• [EXERCISE DESCRIPTION]:
Retype the entries in full.

=====

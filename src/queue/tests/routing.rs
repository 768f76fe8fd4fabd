//! Tests for item routing: broadcast, scope prefix, id, and exclusion

#[cfg(test)]
mod tests {
    use crate::queue::tests::make_queue_set;

    #[test]
    fn test_broadcast_item_default() {
        let f = make_queue_set(0);

        assert_eq!(f.set.enqueue(100), 4);

        assert_eq!(f.queue1.dequeue_one(), Some(100));
        assert_eq!(f.queue2.dequeue_one(), Some(100));
        assert_eq!(f.queue3.dequeue_one(), Some(100));
        assert_eq!(f.queue4.dequeue_one(), Some(100));
    }

    #[test]
    fn test_broadcast_item_by_set_scope() {
        let f = make_queue_set(0);

        assert_eq!(f.set.enqueue_scope(110, f.set.scope()), 4);

        for queue in [&f.queue1, &f.queue2, &f.queue3, &f.queue4] {
            assert_eq!(queue.dequeue_one(), Some(110));
        }
    }

    #[test]
    fn test_broadcast_item_by_queue_scope() {
        let f = make_queue_set(0);

        // Queues 3 and 4 share a sub scope, so both receive it
        assert_eq!(f.set.enqueue_scope(120, &f.queue3.full_scope()), 2);

        assert_eq!(f.queue1.dequeue_one(), None);
        assert_eq!(f.queue2.dequeue_one(), None);
        assert_eq!(f.queue3.dequeue_one(), Some(120));
        assert_eq!(f.queue4.dequeue_one(), Some(120));
    }

    #[test]
    fn test_scope_routing_leaves_unrelated_counts_unchanged() {
        let f = make_queue_set(0);
        f.set.enqueue(1);

        f.set.enqueue_scope(2, "QueueSet.Queue2");

        assert_eq!(f.queue1.count(), 1);
        assert_eq!(f.queue2.count(), 2);
        assert_eq!(f.queue3.count(), 1);
        assert_eq!(f.queue4.count(), 1);
    }

    #[test]
    fn test_scope_routing_is_a_plain_prefix_match() {
        let f = make_queue_set(0);
        let queue10 = f.set.new_queue("Queue10");

        // "QueueSet.Queue1" is a prefix of "QueueSet.Queue10" as well
        assert_eq!(f.set.enqueue_scope(5, "QueueSet.Queue1"), 2);
        assert_eq!(f.queue1.count(), 1);
        assert_eq!(queue10.count(), 1);

        // "QueueSet.Queue" reaches everything
        assert_eq!(f.set.enqueue_scope(6, "QueueSet.Queue"), 5);
    }

    #[test]
    fn test_private_item_by_queue_id() {
        let f = make_queue_set(0);

        assert_eq!(f.set.enqueue_to(200, f.queue1.id()), 1);

        assert_eq!(f.queue1.dequeue_one(), Some(200));
        assert_eq!(f.queue2.dequeue_one(), None);
        assert_eq!(f.queue3.count(), 0);
        assert_eq!(f.queue4.count(), 0);
    }

    #[test]
    fn test_excluded_queue_broadcast_by_id() {
        let f = make_queue_set(0);

        let delivered = f
            .set
            .enqueue_exclude(600, &[f.queue1.id(), f.queue2.id()]);

        assert_eq!(delivered, 2);
        assert_eq!(f.queue1.count(), 0);
        assert_eq!(f.queue2.count(), 0);
        assert_eq!(f.queue3.count(), 1);
        assert_eq!(f.queue4.count(), 1);
    }

    #[test]
    fn test_excluded_queue_broadcast_by_queue() {
        let f = make_queue_set(0);

        let delivered = f
            .set
            .enqueue_exclude_queues(601, &[&f.queue3, &f.queue4]);

        assert_eq!(delivered, 2);
        assert_eq!(f.queue1.count(), 1);
        assert_eq!(f.queue2.count(), 1);
        assert_eq!(f.queue3.count(), 0);
        assert_eq!(f.queue4.count(), 0);
    }

    #[test]
    fn test_exclude_nothing_is_full_broadcast() {
        let f = make_queue_set(0);
        assert_eq!(f.set.enqueue_exclude(7, &[]), 4);
        assert_eq!(f.set.total_item_count(), 4);
    }

    #[test]
    fn test_exclude_everything_delivers_nowhere() {
        let f = make_queue_set(0);
        let all = f.set.queue_ids();

        assert_eq!(f.set.enqueue_exclude(8, &all), 0);
        assert_eq!(f.set.total_item_count(), 0);
    }
}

=====

• [PROBLEM SOLUTION]:
filename src/queue/tests/routing.rs
repository 768f76fe8fd4fabd
//! Tests for item routing: broadcast, scope prefix, id, and exclusion

#[cfg(test)]
mod tests {
    use crate::queue::tests::make_queue_set;

    #[test]
    fn test_broadcast_item_default() {
        let f = make_queue_set(0);

        assert_eq!(f.set.enqueue(100), 4);

        assert_eq!(f.queue1.dequeue_one(), Some(100));
        assert_eq!(f.queue2.dequeue_one(), Some(100));
        assert_eq!(f.queue3.dequeue_one(), Some(100));
        assert_eq!(f.queue4.dequeue_one(), Some(100));
    }

    #[test]
    fn test_broadcast_item_by_set_scope() {
        let f = make_queue_set(0);

        assert_eq!(f.set.enqueue_scope(110, f.set.scope()), 4);

        for queue in [&f.queue1, &f.queue2, &f.queue3, &f.queue4] {
            assert_eq!(queue.dequeue_one(), Some(110));
        }
    }

    #[test]
    fn test_broadcast_item_by_queue_scope() {
        let f = make_queue_set(0);

        // Queues 3 and 4 share a sub scope, so both receive it
        assert_eq!(f.set.enqueue_scope(120, &f.queue3.full_scope()), 2);

        assert_eq!(f.queue1.dequeue_one(), None);
        assert_eq!(f.queue2.dequeue_one(), None);
        assert_eq!(f.queue3.dequeue_one(), Some(120));
        assert_eq!(f.queue4.dequeue_one(), Some(120));
    }

    #[test]
    fn test_scope_routing_leaves_unrelated_counts_unchanged() {
        let f = make_queue_set(0);
        f.set.enqueue(1);

        f.set.enqueue_scope(2, "QueueSet.Queue2");

        assert_eq!(f.queue1.count(), 1);
        assert_eq!(f.queue2.count(), 2);
        assert_eq!(f.queue3.count(), 1);
        assert_eq!(f.queue4.count(), 1);
    }

    #[test]
    fn test_scope_routing_is_a_plain_prefix_match() {
        let f = make_queue_set(0);
        let queue10 = f.set.new_queue("Queue10");

        // "QueueSet.Queue1" is a prefix of "QueueSet.Queue10" as well
        assert_eq!(f.set.enqueue_scope(5, "QueueSet.Queue1"), 2);
        assert_eq!(f.queue1.count(), 1);
        assert_eq!(queue10.count(), 1);

        // "QueueSet.Queue" reaches everything
        assert_eq!(f.set.enqueue_scope(6, "QueueSet.Queue"), 5);
    }

    #[test]
    fn test_private_item_by_queue_id() {
        let f = make_queue_set(0);

        assert_eq!(f.set.enqueue_to(200, f.queue1.id()), 1);

        assert_eq!(f.queue1.dequeue_one(), Some(200));
        assert_eq!(f.queue2.dequeue_one(), None);
        assert_eq!(f.queue3.count(), 0);
        assert_eq!(f.queue4.count(), 0);
    }

    #[test]
    fn test_excluded_queue_broadcast_by_id() {
        let f = make_queue_set(0);

        let delivered = f
            .set
            .enqueue_exclude(600, &[f.queue1.id(), f.queue2.id()]);

        assert_eq!(delivered, 2);
        assert_eq!(f.queue1.count(), 0);
        assert_eq!(f.queue2.count(), 0);
        assert_eq!(f.queue3.count(), 1);
        assert_eq!(f.queue4.count(), 1);
    }

    #[test]
    fn test_excluded_queue_broadcast_by_queue() {
        let f = make_queue_set(0);

        let delivered = f
            .set
            .enqueue_exclude_queues(601, &[&f.queue3, &f.queue4]);

        assert_eq!(delivered, 2);
        assert_eq!(f.queue1.count(), 1);
        assert_eq!(f.queue2.count(), 1);
        assert_eq!(f.queue3.count(), 0);
        assert_eq!(f.queue4.count(), 0);
    }

    #[test]
    fn test_exclude_nothing_is_full_broadcast() {
        let f = make_queue_set(0);
        assert_eq!(f.set.enqueue_exclude(7, &[]), 4);
        assert_eq!(f.set.total_item_count(), 4);
    }

    #[test]
    fn test_exclude_everything_delivers_nowhere() {
        let f = make_queue_set(0);
        let all = f.set.queue_ids();

        assert_eq!(f.set.enqueue_exclude(8, &all), 0);
        assert_eq!(f.set.total_item_count(), 0);
    }
}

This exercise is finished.